SECTION 7. Chapter 176G of the General Laws, as so appearing, is hereby amended by inserting after section 6A the following new section:-

Section 6B. (a) No insurer shall impose a retroactive claims denial, as defined in section 1 of chapter 175, for behavioral health services, as defined in section 1 of chapter 175, on a provider unless:

(i)Less than six months have elapsed from the time of submission of the claim by the provider to the insurer or other entity responsible for payment;

(ii)The insurer or other entity has furnished the provider with a written explanation of the reason for the retroactive claim denial, and a description of additional documentation or other corrective actions required for payment of the claim.

(b) Notwithstanding clauses (i) of paragraph (d), retroactive claim denials may be permitted after six months if:

(i)The claim was submitted fraudulently;

(ii)The claim payment is subject to adjustment due to expected payment from another payer and not more than 12 months have elapsed since submission of the claim; or

(iii)The claims, or services for which the claim has been submitted, is the subject of legal action.

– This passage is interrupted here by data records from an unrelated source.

//! Feedmark - read tracking driver.
//!
//! # Commands
//!
//! - `feedmark stats`: Print the backend's aggregate read counts
//! - `feedmark replay <script>`: Play a timed session script through the tracker
//!
//! # Environment Variables
//!
//! See the [`config`](feedmark_tracker::config) module for available options.

use std::path::PathBuf;
use std::sync::Arc;
use std::time::Duration;

use anyhow::{Context, Result};
use clap::{Parser, Subcommand};
use tokio::signal;
use tokio::sync::mpsc;
use tracing::{info, warn};
use tracing_subscriber::layer::SubscriberExt;
use tracing_subscriber::util::SubscriberInitExt;
use tracing_subscriber::{fmt, EnvFilter};

use feedmark_tracker::api::{ContentApi, DryRunApi, HttpContentApi};
use feedmark_tracker::config::{Config, TrackerSettings};
use feedmark_tracker::replay::{self, ReplayStep};
use feedmark_tracker::runtime::{self, TrackerNotification};
use feedmark_tracker::types::ItemId;

/// Notification channel capacity.
const NOTIFICATION_CHANNEL_SIZE: usize = 64;

/// Feedmark - viewport-driven read tracking.
#[derive(Parser, Debug)]
#[command(name = "feedmark")]
#[command(author, version, about, long_about = None)]
#[command(after_help = "\
ENVIRONMENT VARIABLES:
    FEEDMARK_API_URL              Backend URL (required unless --dry-run)
    FEEDMARK_API_KEY              API key sent as X-API-Key
    FEEDMARK_COMMIT_DEBOUNCE_MS   Commit debounce window (default: 500)
    FEEDMARK_ACTIVATION_DELAY_MS  Auto-activation delay (default: 3000)
    FEEDMARK_RESIZE_DEBOUNCE_MS   Resize debounce (default: 300)
    FEEDMARK_TOP_MARGIN_PX        Viewport top inset (default: 100)

EXAMPLES:
    # Show read counts
    export FEEDMARK_API_URL=http://localhost:8000
    feedmark stats

    # Replay a recorded session without touching the backend
    feedmark replay session.jsonl --dry-run
")]
struct Cli {
    /// Emit logs as JSON lines.
    #[arg(long, global = true)]
    json_logs: bool,

    #[command(subcommand)]
    command: Command,
}

#[derive(Subcommand, Debug)]
enum Command {
    /// Print aggregate read counts as JSON.
    Stats,

    /// Play a timed JSONL session script through the tracker.
    Replay {
        /// Path to the script.
        script: PathBuf,

        /// Log batches instead of committing them.
        #[arg(long)]
        dry_run: bool,

        /// How long to keep running after the last step so pending batches flush.
        #[arg(long, default_value_t = 2000)]
        linger_ms: u64,
    },
}

fn main() -> Result<()> {
    let cli = Cli::parse();
    init_logging(cli.json_logs);

    let runtime = tokio::runtime::Builder::new_multi_thread()
        .enable_all()
        .build()
        .context("Failed to create tokio runtime")?;

    match cli.command {
        Command::Stats => runtime.block_on(run_stats()),
        Command::Replay {
            script,
            dry_run,
            linger_ms,
        } => runtime.block_on(run_replay_command(script, dry_run, linger_ms)),
    }
}

async fn run_stats() -> Result<()> {
    let config = Config::from_env().context("Failed to load configuration")?;
    let api = HttpContentApi::new(&config.api_url, config.api_key.as_deref())
        .context("Failed to create API client")?;

    let stats = api.fetch_stats().await.context("Failed to fetch stats")?;
    println!("{}", serde_json::to_string_pretty(&stats)?);
    Ok(())
}

async fn run_replay_command(script: PathBuf, dry_run: bool, linger_ms: u64) -> Result<()> {
    let steps = replay::load_script(&script)
        .with_context(|| format!("Failed to load script {}", script.display()))?;
    info!(steps = steps.len(), script = %script.display(), dry_run, "Loaded session script");

    let linger = Duration::from_millis(linger_ms);

    if dry_run {
        let settings = TrackerSettings::from_env().context("Failed to load configuration")?;
        return run_replay(settings, Arc::new(DryRunApi::new()), steps, linger).await;
    }

    let config = Config::from_env().context("Failed to load configuration")?;
    let api = HttpContentApi::new(&config.api_url, config.api_key.as_deref())
        .context("Failed to create API client")?;
    run_replay(config.settings, Arc::new(api), steps, linger).await
}

async fn run_replay<A: ContentApi>(
    settings: TrackerSettings,
    api: Arc<A>,
    steps: Vec<ReplayStep>,
    linger: Duration,
) -> Result<()> {
    let (notify_tx, mut notify_rx) = mpsc::channel(NOTIFICATION_CHANNEL_SIZE);
    let handle = runtime::spawn(settings, api, notify_tx);

    let reporter = tokio::spawn(async move {
        while let Some(notification) = notify_rx.recv().await {
            report(&notification);
        }
    });

    let playback = async {
        let sent = replay::play(&handle, steps).await?;
        tokio::time::sleep(linger).await;
        Ok::<usize, feedmark_tracker::TrackerError>(sent)
    };

    tokio::select! {
        result = playback => {
            let sent = result.context("Replay aborted")?;
            info!(steps = sent, "Replay finished");
        }
        _ = wait_for_shutdown() => {
            info!("Shutdown signal received");
        }
    }

    handle.shutdown().await;
    if let Err(e) = reporter.await {
        warn!(error = %e, "Notification reporter ended abnormally");
    }
    Ok(())
}

fn report(notification: &TrackerNotification) {
    match notification {
        TrackerNotification::Activated(trigger) => info!(trigger = ?trigger, "Tracking activated"),
        TrackerNotification::Committed { ids, viewed_at } => {
            let ids: Vec<&str> = ids.iter().map(ItemId::as_str).collect();
            info!(ids = ?ids, viewed_at = %viewed_at, "Marked read");
        }
        TrackerNotification::CommitFailed {
            ids,
            attempt,
            retry_in_ms,
        } => warn!(ids = ids.len(), attempt, retry_in_ms, "Commit failed"),
        TrackerNotification::StatsRefreshed(stats) => {
            info!(total = stats.total, unread = stats.unread, read = stats.read, "Stats")
        }
    }
}

/// Initializes the tracing subscriber with env filter support.
fn init_logging(json: bool) {
    let filter = EnvFilter::try_from_default_env().unwrap_or_else(|_| EnvFilter::new("info"));

    if json {
        let json_layer = fmt::layer()
            .json()
            .with_target(true)
            .with_level(true)
            .with_file(false)
            .with_line_number(false);

        tracing_subscriber::registry()
            .with(filter)
            .with(json_layer)
            .init();
    } else {
        tracing_subscriber::fmt()
            .with_env_filter(filter)
            .with_target(true)
            .with_level(true)
            .init();
    }
}

/// Waits for a shutdown signal (SIGINT or SIGTERM).
async fn wait_for_shutdown() {
    let ctrl_c = async {
        if let Err(e) = signal::ctrl_c().await {
            warn!(error = %e, "Failed to install Ctrl+C handler");
            std::future::pending::<()>().await;
        }
    };

    #[cfg(unix)]
    let terminate = async {
        match signal::unix::signal(signal::unix::SignalKind::terminate()) {
            Ok(mut sigterm) => {
                sigterm.recv().await;
            }
            Err(e) => {
                warn!(error = %e, "Failed to install SIGTERM handler");
                std::future::pending::<()>().await;
            }
        }
    };

    #[cfg(not(unix))]
    let terminate = std::future::pending::<()>();

    tokio::select! {
        _ = ctrl_c => {},
        _ = terminate => {},
    }
}
//! The read-tracking engine.
//!
//! [`ReadTracker`] composes the visibility monitor, position ledger,
//! direction classifier, commit queue, and activation controller into one
//! explicit instance with a `mount → dispose` lifecycle. It performs no I/O
//! and owns no tasks: the host feeds it events and polls it for due work.
//!
//! # Event boundary
//!
//! | Input | Method |
//! |-------|--------|
//! | List mounted / filter changed | [`mount`](ReadTracker::mount), [`replace_items`](ReadTracker::replace_items) |
//! | Next page loaded | [`append_items`](ReadTracker::append_items) |
//! | Node rendered | [`register`](ReadTracker::register) |
//! | Layout changed | [`on_layout`](ReadTracker::on_layout) |
//! | Native intersection callback | [`on_visibility_change`](ReadTracker::on_visibility_change) |
//! | Scroll / resize | [`on_scroll`](ReadTracker::on_scroll), [`on_resize`](ReadTracker::on_resize) |
//! | Timers | [`next_deadline`](ReadTracker::next_deadline), [`tick`](ReadTracker::tick) |
//! | Commit settled | [`on_commit_result`](ReadTracker::on_commit_result) |
//! | View unmounted | [`dispose`](ReadTracker::dispose) |
//!
//! # Example
//!
//! ```
//! use std::time::Duration;
//! use feedmark_tracker::clock::ManualClock;
//! use feedmark_tracker::config::TrackerSettings;
//! use feedmark_tracker::engine::ReadTracker;
//! use feedmark_tracker::types::{Container, Item, NodeRect};
//!
//! let clock = ManualClock::new();
//! let mut tracker = ReadTracker::with_clock(TrackerSettings::default(), clock.clone());
//!
//! tracker.mount(vec![Item::unread("a")], Container::new(0.0, 800.0, 3000.0));
//! tracker.on_scroll();
//! tracker.register("a".into(), Some(NodeRect::new(150.0, 100.0)));
//! tracker.on_layout(&[("a".into(), NodeRect::new(-20.0, 100.0))]);
//!
//! clock.advance(Duration::from_millis(500));
//! let batch = tracker.tick().batch.expect("one batch is due");
//! assert_eq!(batch.ids.len(), 1);
//!
//! tracker.on_commit_result(batch, Ok::<(), String>(()));
//! assert!(tracker.item(&"a".into()).is_some_and(|item| item.is_read()));
//! ```

use std::fmt::Display;

use chrono::{DateTime, Utc};
use tokio::time::Instant;
use tracing::{debug, error, info, trace, warn};
use uuid::Uuid;

use crate::activation::ActivationController;
use crate::classifier::{classify, Classification, ItemStatus};
use crate::clock::{Clock, TokioClock};
use crate::commit_queue::{ReadCommitQueue, RetryScheduled};
use crate::config::TrackerSettings;
use crate::items::FeedItems;
use crate::ledger::PositionLedger;
use crate::types::{ActivationState, ActivationTrigger, Container, Item, ItemId, NodeRect, VisibilityEvent};
use crate::visibility::VisibilityMonitor;

/// A batch handed out for committing.
#[derive(Debug, Clone, PartialEq, Eq)]
pub struct CommitBatch {
    /// Mount generation the batch was taken from.
    pub generation: u64,
    pub ids: Vec<ItemId>,
}

/// Why a commit result was ignored.
#[derive(Debug, Clone, Copy, PartialEq, Eq)]
pub enum DiscardReason {
    /// The engine was disposed while the request was in flight.
    Unmounted,
    /// The list was replaced while the request was in flight.
    StaleGeneration,
}

/// Effect of a settled commit on the engine.
#[derive(Debug, Clone, PartialEq)]
pub enum CommitOutcome {
    /// Items were marked read locally. Aggregate stats should be refreshed.
    Committed {
        ids: Vec<ItemId>,
        viewed_at: DateTime<Utc>,
    },
    /// The batch failed and its ids are pending again.
    Requeued {
        ids: Vec<ItemId>,
        retry: RetryScheduled,
    },
    /// The result arrived too late to matter.
    Discarded(DiscardReason),
}

/// Work that became due on a [`tick`](ReadTracker::tick).
#[derive(Debug, Default, Clone, PartialEq, Eq)]
pub struct Tick {
    pub activated: Option<ActivationTrigger>,
    pub batch: Option<CommitBatch>,
}

/// Viewport-driven read tracker for a single feed view.
#[derive(Debug)]
pub struct ReadTracker<C: Clock = TokioClock> {
    settings: TrackerSettings,
    clock: C,
    session: Option<Uuid>,
    generation: u64,
    items: FeedItems,
    monitor: VisibilityMonitor,
    ledger: PositionLedger,
    activation: ActivationController,
    queue: ReadCommitQueue,
}

impl ReadTracker<TokioClock> {
    #[must_use]
    pub fn new(settings: TrackerSettings) -> Self {
        Self::with_clock(settings, TokioClock)
    }
}

impl<C: Clock> ReadTracker<C> {
    #[must_use]
    pub fn with_clock(settings: TrackerSettings, clock: C) -> Self {
        Self {
            monitor: VisibilityMonitor::new(settings.top_margin_px),
            activation: ActivationController::new(settings.activation_delay, settings.resize_debounce),
            queue: ReadCommitQueue::new(settings.commit_debounce, settings.retry.clone()),
            ledger: PositionLedger::new(),
            items: FeedItems::default(),
            session: None,
            generation: 0,
            settings,
            clock,
        }
    }

    /// Starts tracking a freshly mounted list.
    ///
    /// Any previous state is discarded first, so mounting twice is a remount.
    pub fn mount(&mut self, items: Vec<Item>, container: Container) {
        self.reset();
        self.generation += 1;
        let session = Uuid::new_v4();
        self.session = Some(session);
        self.items = FeedItems::new(items);
        self.monitor.set_container(container);
        self.activation
            .mount(container, !self.items.is_empty(), self.clock.now());

        info!(
            session = %session,
            generation = self.generation,
            items = self.items.len(),
            unread = self.items.unread_count(),
            scrollable = container.is_scrollable(),
            "Read tracker mounted"
        );
    }

    /// Replaces the whole list, e.g. after a filter change.
    ///
    /// Ledger, pending set, registrations and activation are reset before
    /// this returns, so no id from the old list can be committed afterwards
    /// unless it was already in flight.
    pub fn replace_items(&mut self, items: Vec<Item>, container: Container) {
        debug!(pending = self.queue.pending().len(), "List replaced, resetting tracker");
        self.mount(items, container);
    }

    /// Adds the next page of items. Returns the ids that were new.
    ///
    /// Items that arrive already read stop being observed and leave the
    /// pending set.
    pub fn append_items(&mut self, items: Vec<Item>) -> Vec<ItemId> {
        if !self.is_mounted() {
            return Vec::new();
        }

        let updated: Vec<ItemId> = items
            .iter()
            .filter(|item| item.is_read())
            .map(|item| item.id.clone())
            .collect();
        let added = self.items.append(items);

        for id in &updated {
            self.forget(id);
            self.queue.remove(id);
        }

        self.activation
            .set_has_items(!self.items.is_empty(), self.clock.now());
        debug!(added = added.len(), total = self.items.len(), "Items appended");
        added
    }

    /// Tears everything down. Late commit results are ignored afterwards.
    pub fn dispose(&mut self) {
        if let Some(session) = self.session {
            info!(
                session = %session,
                pending = self.queue.pending().len(),
                in_flight = self.queue.in_flight(),
                "Read tracker disposed"
            );
        }
        self.reset();
        self.items = FeedItems::default();
        self.session = None;
    }

    /// Registers a rendered node for an item.
    ///
    /// Only unread items of the current list are observed; a missing node is
    /// a no-op. Returns true if the item is now observed.
    pub fn register(&mut self, id: ItemId, node: Option<NodeRect>) -> bool {
        if !self.is_unread(&id) {
            return false;
        }
        let observed_id = id.clone();
        if let Some(event) = self.monitor.observe(id, node) {
            self.on_visibility_change(event);
        }
        self.monitor.is_observed(&observed_id)
    }

    /// Stops observing an item's node, e.g. when the renderer recycles it.
    pub fn unregister(&mut self, id: &ItemId) {
        self.forget(id);
    }

    /// Feeds new node positions through the visibility monitor.
    pub fn on_layout(&mut self, nodes: &[(ItemId, NodeRect)]) {
        for (id, rect) in nodes {
            if let Some(event) = self.monitor.reposition(id, *rect) {
                self.on_visibility_change(event);
            }
        }
    }

    /// Classifies one visibility transition and queues a candidate if the
    /// item was scrolled past.
    pub fn on_visibility_change(&mut self, event: VisibilityEvent) -> Classification {
        let status = match self.items.get(&event.id) {
            None => ItemStatus::Missing,
            Some(item) if item.is_read() => ItemStatus::Read,
            Some(_) => ItemStatus::Unread,
        };

        let classification = classify(&event, self.activation.state(), status, &mut self.ledger);
        trace!(id = %event.id, intersecting = event.is_intersecting, top = event.bounding_top, result = ?classification, "Visibility transition");

        match classification {
            Classification::Candidate => {
                self.queue.mark_candidate(event.id, self.clock.now());
            }
            Classification::AlreadyRead | Classification::Unknown => {
                self.monitor.unobserve(&event.id);
            }
            _ => {}
        }
        classification
    }

    /// Handles a scroll event on the feed container.
    pub fn on_scroll(&mut self) -> Option<ActivationTrigger> {
        let trigger = self.activation.on_scroll();
        if trigger.is_some() {
            self.record_visible();
        }
        trigger
    }

    /// Handles a viewport resize.
    pub fn on_resize(&mut self, container: Container) {
        self.monitor.set_container(container);
        self.activation.on_resize(container, self.clock.now());
    }

    /// Updates container geometry without treating it as a resize, e.g.
    /// after more items were rendered.
    pub fn update_container(&mut self, container: Container) {
        self.monitor.set_container(container);
        self.activation.set_container(container);
    }

    /// Fires every timer that is due.
    pub fn tick(&mut self) -> Tick {
        if !self.is_mounted() {
            return Tick::default();
        }

        let now = self.clock.now();
        let activated = self.activation.tick(now);
        if activated.is_some() {
            self.record_visible();
        }
        let batch = self.queue.take_due(now).map(|ids| CommitBatch {
            generation: self.generation,
            ids,
        });

        Tick { activated, batch }
    }

    /// Applies the result of a batch commit.
    pub fn on_commit_result<E: Display>(&mut self, batch: CommitBatch, result: Result<(), E>) -> CommitOutcome {
        if !self.is_mounted() {
            debug!(ids = batch.ids.len(), "Commit settled after dispose, ignoring");
            return CommitOutcome::Discarded(DiscardReason::Unmounted);
        }

        let current = batch.generation == self.generation;

        match result {
            Ok(()) => {
                if current {
                    self.queue.complete_success();
                }
                let viewed_at = self.clock.wall();
                for id in &batch.ids {
                    self.items.mark_viewed(id, viewed_at);
                    self.forget(id);
                    self.queue.remove(id);
                }
                info!(ids = batch.ids.len(), generation = batch.generation, "Read batch committed");
                CommitOutcome::Committed {
                    ids: batch.ids,
                    viewed_at,
                }
            }
            Err(err) if !current => {
                debug!(error = %err, ids = batch.ids.len(), "Commit from replaced list failed, dropping");
                CommitOutcome::Discarded(DiscardReason::StaleGeneration)
            }
            Err(err) => {
                let ids: Vec<ItemId> = batch
                    .ids
                    .into_iter()
                    .filter(|id| self.is_unread(id))
                    .collect();
                let retry = self.queue.complete_failure(ids.clone(), self.clock.now());

                if retry.alert {
                    error!(
                        error = %err,
                        ids = ids.len(),
                        attempt = retry.attempt,
                        retry_in_ms = retry.retry_in.as_millis(),
                        "Read commits keep failing"
                    );
                } else {
                    warn!(
                        error = %err,
                        ids = ids.len(),
                        attempt = retry.attempt,
                        retry_in_ms = retry.retry_in.as_millis(),
                        "Read commit failed, will retry"
                    );
                }
                CommitOutcome::Requeued { ids, retry }
            }
        }
    }

    /// Earliest instant at which [`tick`](Self::tick) has work to do.
    #[must_use]
    pub fn next_deadline(&self) -> Option<Instant> {
        if !self.is_mounted() {
            return None;
        }
        match (self.activation.next_deadline(), self.queue.next_deadline()) {
            (Some(a), Some(b)) => Some(a.min(b)),
            (a, b) => a.or(b),
        }
    }

    #[must_use]
    pub fn is_mounted(&self) -> bool {
        self.session.is_some()
    }

    #[must_use]
    pub fn session_id(&self) -> Option<Uuid> {
        self.session
    }

    #[must_use]
    pub fn generation(&self) -> u64 {
        self.generation
    }

    #[must_use]
    pub fn activation_state(&self) -> ActivationState {
        self.activation.state()
    }

    #[must_use]
    pub fn items(&self) -> &[Item] {
        self.items.as_slice()
    }

    #[must_use]
    pub fn item(&self, id: &ItemId) -> Option<&Item> {
        self.items.get(id)
    }

    #[must_use]
    pub fn pending(&self) -> &[ItemId] {
        self.queue.pending()
    }

    #[must_use]
    pub fn in_flight(&self) -> usize {
        self.queue.in_flight()
    }

    #[must_use]
    pub fn ledger_len(&self) -> usize {
        self.ledger.len()
    }

    #[must_use]
    pub fn is_observed(&self, id: &ItemId) -> bool {
        self.monitor.is_observed(id)
    }

    #[must_use]
    pub fn observed_count(&self) -> usize {
        self.monitor.observed_count()
    }

    #[must_use]
    pub fn settings(&self) -> &TrackerSettings {
        &self.settings
    }

    fn is_unread(&self, id: &ItemId) -> bool {
        self.items.get(id).is_some_and(|item| !item.is_read())
    }

    /// Feeds nodes already in view through the classifier so their entry
    /// positions are known when they later leave.
    fn record_visible(&mut self) {
        let visible = self.monitor.visible();
        debug!(visible = visible.len(), "Recording nodes in view at activation");
        for event in visible {
            self.on_visibility_change(event);
        }
    }

    fn forget(&mut self, id: &ItemId) {
        self.monitor.unobserve(id);
        self.ledger.remove(id);
    }

    fn reset(&mut self) {
        self.monitor.disconnect();
        self.ledger.clear();
        self.activation.teardown();
        self.queue = ReadCommitQueue::new(self.settings.commit_debounce, self.settings.retry.clone());
    }
}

(c) In cases in which a retroactive claim denial is imposed under clause (ii) of paragraph (b), the insurer shall notify a provider at least 15 days before imposing the retroactive claim denial and the provider shall have six months to determine whether the claim is subject to payment by a secondary insurer. Notwithstanding the contractual terms between the provider and insurer, an insurer shall allow for submission of a claim that was previously denied by another insurer due to the insured’s transfer or termination of coverage.

(d) For the purposes of this subsection, provider shall mean a mental health clinic or substance use disorder program licensed by the department of public health under Chapters 18, 111, 111B,  or 111E, a behavioral, substance use disorder, or mental health professional who is licensed under Chapter 112 of the General Laws and accredited or certified to provide services consistent with law and who has provided services under an express or implied contract or with the expectation of receiving payment, other than co- payment, deductible or co-insurance, directly or indirectly from an insurer.

SECTION 8. The Division of Medical Assistance is hereby authorized and directed to develop an internal process for the reconciliation of claims due to retroactive eligibility changes and/or duplicate enrollments in cases that involve multiple payers for services provided to MassHealth enrollees.  This process shall not require provider involvement. The division shall report to the senate and house committees on ways and means on this process no longer than five months after enactment of this legislation.